New York braces for change in how broker fees are handled, developers break ground on Deep Ellum project, and Denton’s Carriage Square is being redeveloped, all in this week’s roundup of real estate news.

Change In Broker Fees Will Cost Jobs And Increase Rents, Experts Say

New York’s Department of State recently reversed the tenant-pays-broker-fee system, and some industry experts are calling it a “death knell that will cost thousands of agent jobs and lead to rent increases.”

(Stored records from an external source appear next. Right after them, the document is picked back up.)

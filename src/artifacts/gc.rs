//! Garbage collection and reachability
//!
//! Mark-and-sweep over loose objects. The mark phase walks everything
//! reachable from HEAD, all branch tips, all tag targets, and every reflog
//! entry newer than `gc.prune_days`. The sweep phase deletes unmarked loose
//! objects; it aborts before the first delete when cancellation is
//! requested. An optional repack feeds all reachable loose objects through
//! the pack codec, seeding delta candidates from the similarity matcher.
//!
//! Safe under concurrent readers: loose objects are immutable and only
//! unreachable ones are removed; writers are excluded by the repository
//! write lock held by the caller.

use std::collections::{HashMap, HashSet};
use std::sync::Arc;
use std::sync::atomic::{AtomicBool, Ordering};

use chrono::{Duration, Utc};
use tracing::{debug, info};

use crate::areas::database::Database;
use crate::areas::refs::Refs;
use crate::artifacts::config::Config;
use crate::artifacts::log::rev_list::RevList;
use crate::artifacts::objects::object_id::ObjectId;
use crate::artifacts::pack::writer::{PackInput, PackWriter};
use crate::artifacts::similarity::SimilarityMatcher;
use crate::errors::{Error, Result};

/// Outcome of a GC run.
#[derive(Debug, Default)]
pub struct GcReport {
    pub marked: usize,
    pub swept: usize,
    pub packed: usize,
    pub pack_deltas: usize,
}

/// Run mark-and-sweep, optionally repacking reachable loose objects.
///
/// # Arguments
///
/// * `repack` - also write reachable loose objects into a pack
/// * `cancel` - checked between object boundaries; the sweep is aborted
///   before any delete happens
pub fn run_gc(
    database: &Database,
    refs: &Refs,
    config: &Config,
    repack: bool,
    cancel: &Arc<AtomicBool>,
) -> Result<GcReport> {
    let marked = mark(database, refs, config, cancel)?;
    let mut report = GcReport {
        marked: marked.len(),
        ..GcReport::default()
    };

    // sweep: abort before any delete on cancellation
    if cancel.load(Ordering::Relaxed) {
        return Err(Error::Cancelled);
    }
    let loose = database.iter_loose()?;
    for oid in &loose {
        if cancel.load(Ordering::Relaxed) {
            return Err(Error::Cancelled);
        }
        if !marked.contains(oid) {
            database.remove_loose(oid)?;
            report.swept += 1;
        }
    }

    if repack {
        let (packed, deltas) = repack_reachable(database, config, &marked, cancel)?;
        report.packed = packed;
        report.pack_deltas = deltas;
    }

    info!(
        marked = report.marked,
        swept = report.swept,
        packed = report.packed,
        "gc complete"
    );
    Ok(report)
}

/// Mark phase: everything reachable from refs, HEAD, and the recent reflog.
fn mark(
    database: &Database,
    refs: &Refs,
    config: &Config,
    cancel: &Arc<AtomicBool>,
) -> Result<HashSet<ObjectId>> {
    let mut roots: HashSet<ObjectId> = HashSet::new();

    if let Some(head) = refs.read_head()? {
        roots.insert(head);
    }
    for branch in refs.list_branches()? {
        if let Some(tip) = refs.read_branch(&branch)? {
            roots.insert(tip);
        }
    }
    for tag in refs.list_tags()? {
        if let Some(target) = refs.read_tag(&tag)? {
            roots.insert(target);
        }
    }

    // reflog entries within the prune window are roots too
    let cutoff = Utc::now() - Duration::days(config.gc.prune_days as i64);
    for entry in refs.reflog_entries()? {
        if entry.timestamp >= cutoff
            && let Ok(oid) = ObjectId::try_parse(entry.new.clone())
        {
            roots.insert(oid);
        }
    }

    let mut marked: HashSet<ObjectId> = HashSet::new();
    for root in roots {
        // roots recorded before a history rewrite may already be gone
        if !database.exists(&root) {
            continue;
        }
        for step in RevList::new(database, root) {
            if cancel.load(Ordering::Relaxed) {
                return Err(Error::Cancelled);
            }
            let (commit_oid, _) = step?;
            if marked.contains(&commit_oid) {
                continue;
            }
            marked.extend(database.collect_commit_objects(&commit_oid)?);
        }
    }

    debug!(marked = marked.len(), "mark phase complete");
    Ok(marked)
}

/// Repack all reachable loose objects into a single new pack.
fn repack_reachable(
    database: &Database,
    config: &Config,
    marked: &HashSet<ObjectId>,
    cancel: &Arc<AtomicBool>,
) -> Result<(usize, usize)> {
    let loose: Vec<ObjectId> = database
        .iter_loose()?
        .into_iter()
        .filter(|oid| marked.contains(oid))
        .collect();
    if loose.is_empty() {
        return Ok((0, 0));
    }

    let mut inputs = Vec::with_capacity(loose.len());
    let mut payloads = HashMap::new();
    for oid in &loose {
        if cancel.load(Ordering::Relaxed) {
            return Err(Error::Cancelled);
        }
        let (kind, payload) = database.get(oid)?;
        payloads.insert(oid.clone(), payload.clone());
        inputs.push(PackInput {
            oid: oid.clone(),
            kind,
            payload,
        });
    }

    // similarity groups seed the delta candidates
    let delta_bases = if config.pack.delta.enabled {
        let matcher = SimilarityMatcher::new(config.similarity.clone());
        let pairs = matcher.find_similar_pairs(&payloads, cancel)?;
        matcher.select_delta_bases(&payloads, &pairs)
    } else {
        HashMap::new()
    };

    let writer = PackWriter::new(config.pack.delta.enabled, config.pack.delta.max_chain);
    let written = writer.write(&database.pack_path(), &inputs, &delta_bases)?;
    database.refresh_packs();

    // packed loose objects are now redundant
    for oid in &loose {
        if cancel.load(Ordering::Relaxed) {
            // pack is complete and registered; stopping mid-cleanup is safe
            return Err(Error::Cancelled);
        }
        database.remove_loose(oid)?;
    }

    Ok((inputs.len(), written.delta_count))
}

Erin Hudson and Sylvia Varnham O’Regan, who authored an in-depth article for The Real Deal New York Real Estate News, say the DOS “guidance” is based on the department’s interpretation of a rent law passed last year “and notes that agents working for landlords will be penalized if tenants pay their broker fees.”

“For the industry, the ruling means new costs for landlords and potentially a shakeup for the entire business model of apartment rentals in the state,” the article explains. “There are close to 79,500 licensed real estate agents and more than 54,000 brokers in New York, according to the Department of State. In New York City in 2018, the Real Estate Board of New York counted more than 12,000 residential brokers as members.”

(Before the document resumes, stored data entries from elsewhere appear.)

//! Tree and index entry modes
//!
//! Only two modes exist: regular files and directories. Symlinks and
//! executable bits are unsupported.

use crate::errors::{Error, Result};

/// Mode of a tree or index entry.
#[derive(Debug, Clone, Copy, PartialEq, Eq, Hash, Default)]
pub enum EntryMode {
    /// Regular file (`100644`)
    #[default]
    Regular,
    /// Directory (`40000`)
    Directory,
}

impl EntryMode {
    pub fn as_u32(&self) -> u32 {
        match self {
            EntryMode::Regular => 0o100644,
            EntryMode::Directory => 0o40000,
        }
    }

    pub fn from_u32(mode: u32) -> Result<Self> {
        match mode {
            0o100644 => Ok(EntryMode::Regular),
            0o40000 => Ok(EntryMode::Directory),
            _ => Err(Error::invalid_argument(format!(
                "unsupported entry mode {mode:o}"
            ))),
        }
    }

    /// Parse from the octal string used in tree entries.
    pub fn from_octal_str(mode: &str) -> Result<Self> {
        let value = u32::from_str_radix(mode, 8)
            .map_err(|_| Error::invalid_argument(format!("invalid octal mode '{mode}'")))?;
        Self::from_u32(value)
    }

    pub fn is_directory(&self) -> bool {
        matches!(self, EntryMode::Directory)
    }
}

impl std::fmt::Display for EntryMode {
    fn fmt(&self, f: &mut std::fmt::Formatter<'_>) -> std::fmt::Result {
        write!(f, "{:o}", self.as_u32())
    }
}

Real estate attorney Bruce Cohen called the change “insane.”

“The reason it’s insane is ultimately it’s going to do one of two things: It’s either going to raise rents … or it’s going to have [landlords] not use brokers on rentals,” Cohen said.

Source: The Real Deal

Developers Team Up On ‘The Stack’ In Deep Ellum

Three major developers are joining forces to create a 16-story mixed-use building in Dallas’ Deep Ellum neighborhood.

Westdale Real Estate Management and Investment, Ivanhoé Cambridge, and Hines recently broke ground on the project, with completion set for spring 2021.

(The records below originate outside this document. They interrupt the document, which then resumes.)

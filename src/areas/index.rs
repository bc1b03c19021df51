//! Staging index store
//!
//! Persists the staging area at `.mem/index` in the binary format described
//! in [`crate::artifacts::index`]: an `AIDX` header, big-endian entries,
//! and a SHA-256 checksum trailer. The index is empty after init or commit,
//! mutated by stage/unstage, and consumed by the commit builder.
//!
//! Updates rewrite the whole file through a temp path + atomic rename, the
//! same discipline the object store uses.

use std::collections::BTreeMap;
use std::io::Cursor;
use std::path::Path;

use byteorder::{BigEndian, ReadBytesExt, WriteBytesExt};
use derive_new::new;
use sha2::{Digest, Sha256};

use crate::artifacts::index::index_entry::IndexEntry;
use crate::artifacts::index::{CHECKSUM_SIZE, SIGNATURE, VERSION};
use crate::errors::{Error, Result};

/// Staging index store rooted at `.mem/index`.
#[derive(Debug, new)]
pub struct Index {
    /// Path to the index file (typically `.mem/index`)
    path: Box<Path>,
}

impl Index {
    /// Load all staged entries, keyed by path. Missing file = empty index.
    pub fn load(&self) -> Result<BTreeMap<String, IndexEntry>> {
        if !self.path.exists() {
            return Ok(BTreeMap::new());
        }

        let raw = std::fs::read(&self.path)?;
        let corrupt = |reason: &str| Error::ObjectCorrupt {
            object: "staging index".to_string(),
            reason: reason.to_string(),
        };

        if raw.len() < 12 + CHECKSUM_SIZE {
            return Err(corrupt("file too short"));
        }

        let body_len = raw.len() - CHECKSUM_SIZE;
        let expected = &raw[body_len..];
        let actual: [u8; CHECKSUM_SIZE] = Sha256::digest(&raw[..body_len]).into();
        if expected != actual {
            return Err(corrupt("checksum mismatch"));
        }

        let mut reader = Cursor::new(&raw[..body_len]);
        let mut signature = [0u8; 4];
        std::io::Read::read_exact(&mut reader, &mut signature)?;
        if &signature != SIGNATURE {
            return Err(corrupt("bad signature"));
        }
        let version = reader.read_u32::<BigEndian>()?;
        if version != VERSION {
            return Err(corrupt(&format!("unsupported version {version}")));
        }

        let count = reader.read_u32::<BigEndian>()? as usize;
        let mut entries = BTreeMap::new();
        for _ in 0..count {
            let entry = IndexEntry::read_from(&mut reader)?;
            entries.insert(entry.path.clone(), entry);
        }

        Ok(entries)
    }

    /// Persist the staged entries atomically.
    pub fn save(&self, entries: &BTreeMap<String, IndexEntry>) -> Result<()> {
        let mut body = Vec::new();
        body.extend_from_slice(SIGNATURE);
        body.write_u32::<BigEndian>(VERSION)?;
        body.write_u32::<BigEndian>(entries.len() as u32)?;
        for entry in entries.values() {
            entry.write_to(&mut body)?;
        }

        let checksum: [u8; CHECKSUM_SIZE] = Sha256::digest(&body).into();
        body.extend_from_slice(&checksum);

        let parent = self.path.parent().ok_or_else(|| {
            Error::invalid_argument(format!("invalid index path {}", self.path.display()))
        })?;
        std::fs::create_dir_all(parent)?;
        let temp = parent.join(format!(".tmp-index-{}", rand::random::<u32>()));
        std::fs::write(&temp, &body)?;
        std::fs::rename(&temp, &self.path)?;
        Ok(())
    }

    /// Stage or restage one entry.
    pub fn add(&self, entry: IndexEntry) -> Result<()> {
        let mut entries = self.load()?;
        entries.insert(entry.path.clone(), entry);
        self.save(&entries)
    }

    /// Unstage a path.
    ///
    /// # Returns
    ///
    /// Whether the path was staged.
    pub fn remove(&self, path: &str) -> Result<bool> {
        let mut entries = self.load()?;
        let removed = entries.remove(path).is_some();
        if removed {
            self.save(&entries)?;
        }
        Ok(removed)
    }

    /// Drop every staged entry (after a commit).
    pub fn clear(&self) -> Result<()> {
        self.save(&BTreeMap::new())
    }

    pub fn is_empty(&self) -> Result<bool> {
        Ok(self.load()?.is_empty())
    }
}

#[cfg(test)]
mod tests {
    use super::*;
    use crate::artifacts::index::entry_mode::EntryMode;
    use crate::artifacts::objects::object_id::ObjectId;
    use chrono::{TimeZone, Utc};
    use pretty_assertions::assert_eq;

    fn index() -> (assert_fs::TempDir, Index) {
        let dir = assert_fs::TempDir::new().unwrap();
        let index = Index::new(dir.path().join(".mem").join("index").into_boxed_path());
        (dir, index)
    }

    fn entry(path: &str, fill: u8) -> IndexEntry {
        IndexEntry::new(
            path.to_string(),
            ObjectId::from_raw(&[fill; 32]),
            10,
            Utc.with_ymd_and_hms(2026, 1, 1, 0, 0, 0).unwrap(),
            EntryMode::Regular,
        )
    }

    #[test]
    fn test_empty_index_loads_empty() {
        let (_dir, index) = index();
        assert!(index.load().unwrap().is_empty());
    }

    #[test]
    fn test_add_and_reload() {
        let (_dir, index) = index();
        index.add(entry("semantic/pref.md", 1)).unwrap();
        index.add(entry("episodic/log.md", 2)).unwrap();

        let entries = index.load().unwrap();
        assert_eq!(entries.len(), 2);
        assert_eq!(
            entries.get("semantic/pref.md").unwrap().oid,
            ObjectId::from_raw(&[1; 32])
        );
    }

    #[test]
    fn test_restage_replaces_entry() {
        let (_dir, index) = index();
        index.add(entry("semantic/pref.md", 1)).unwrap();
        index.add(entry("semantic/pref.md", 9)).unwrap();

        let entries = index.load().unwrap();
        assert_eq!(entries.len(), 1);
        assert_eq!(
            entries.get("semantic/pref.md").unwrap().oid,
            ObjectId::from_raw(&[9; 32])
        );
    }

    #[test]
    fn test_remove_and_clear() {
        let (_dir, index) = index();
        index.add(entry("a.md", 1)).unwrap();
        index.add(entry("b.md", 2)).unwrap();

        assert!(index.remove("a.md").unwrap());
        assert!(!index.remove("a.md").unwrap());
        assert_eq!(index.load().unwrap().len(), 1);

        index.clear().unwrap();
        assert!(index.is_empty().unwrap());
    }

    #[test]
    fn test_corrupt_index_rejected() {
        let (_dir, index) = index();
        index.add(entry("a.md", 1)).unwrap();

        let mut raw = std::fs::read(index.path.as_ref()).unwrap();
        raw[16] ^= 0xFF;
        std::fs::write(index.path.as_ref(), raw).unwrap();

        assert!(matches!(
            index.load(),
            Err(Error::ObjectCorrupt { .. })
        ));
    }
}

The Class AA building designed by 5G Studio Collaborative will have 15,000 square feet of street-front retail and 200,000 square feet of office space.

“Amenities will include electric vehicle charging stations, a 10th-floor terrace, fitness center, bicycle storage, coffee/cocktail lounge, and concierge package delivery,” according to reports. “The project will be one of the city’s first new construction projects to receive WELL certification, an accreditation for buildings promoting health and well-being.”

Source: Texas A&M University Real Estate Center

Carriage Square To Rise Again

A popular strip center near Denton’s University of North Texas is getting a second chance after being demolished in 2018.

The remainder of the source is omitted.